§ **TASK STATEMENT**: Among the records below, find the lines that contain "exactly" and copy each of them.

BEGIN MATERIAL FOR THIS EXERCISE

//! In-process byte relay between a session and its connection's copy loop.
//!
//! The relay has pipe semantics: [`RelayWriter::write`] returns only after the
//! reader has taken the bytes and released the [`Chunk`] carrying them. The
//! copy loop releases a chunk after handing it to the response, so a
//! returned write means the bytes have reached the transport buffer.
//!
//! Dropping the writer ends the reader with `None`. Closing or dropping the
//! reader fails pending and future writes with `BrokenPipe`.

use async_trait::async_trait;
use bytes::Bytes;
use std::io;

use super::encoder::ByteSink;
use super::rendezvous::{self, Delivery};

/// Create a linked writer/reader pair.
#[must_use]
pub fn relay() -> (RelayWriter, RelayReader) {
    let (tx, rx) = rendezvous::channel();
    (RelayWriter { tx }, RelayReader { rx })
}

/// Write end of the relay. Owned by exactly one session.
#[derive(Debug)]
pub struct RelayWriter {
    tx: rendezvous::Sender<Bytes>,
}

impl RelayWriter {
    /// Hand `bytes` to the reader and wait until it has consumed them.
    pub async fn write(&self, bytes: Bytes) -> io::Result<()> {
        if bytes.is_empty() {
            return Ok(());
        }
        self.tx.send(bytes).await.map_err(|_| broken_pipe())
    }

    /// Whether the read end has gone away.
    #[must_use]
    pub fn is_closed(&self) -> bool {
        self.tx.is_closed()
    }
}

#[async_trait]
impl ByteSink for RelayWriter {
    async fn write_bytes(&mut self, bytes: Bytes) -> io::Result<()> {
        self.write(bytes).await
    }
}

/// Read end of the relay. Owned by exactly one connection controller.
#[derive(Debug)]
pub struct RelayReader {
    rx: rendezvous::Receiver<Bytes>,
}

impl RelayReader {
    /// Wait for the next chunk. `None` means the writer is gone.
    pub async fn recv(&mut self) -> Option<Chunk> {
        self.rx.recv().await.map(|delivery| Chunk { delivery })
    }

    /// Stop accepting bytes; writers fail once the reader is dropped.
    pub fn close(&mut self) {
        self.rx.close();
    }
}

/// Bytes taken from the relay whose writer is still blocked.
#[derive(Debug)]
pub struct Chunk {
    delivery: Delivery<Bytes>,
}

impl Chunk {
    /// The bytes carried by this chunk.
    #[must_use]
    pub fn bytes(&self) -> &Bytes {
        self.delivery.get()
    }

    /// Mark the bytes consumed and unblock the writer.
    pub fn release(self) -> Bytes {
        self.delivery.ack()
    }
}

fn broken_pipe() -> io::Error {
    io::Error::new(io::ErrorKind::BrokenPipe, "relay read end closed")
}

END MATERIAL FOR THIS EXERCISE

§ **RESULT**:
/// Write end of the relay. Owned by exactly one session.
/// Read end of the relay. Owned by exactly one connection controller.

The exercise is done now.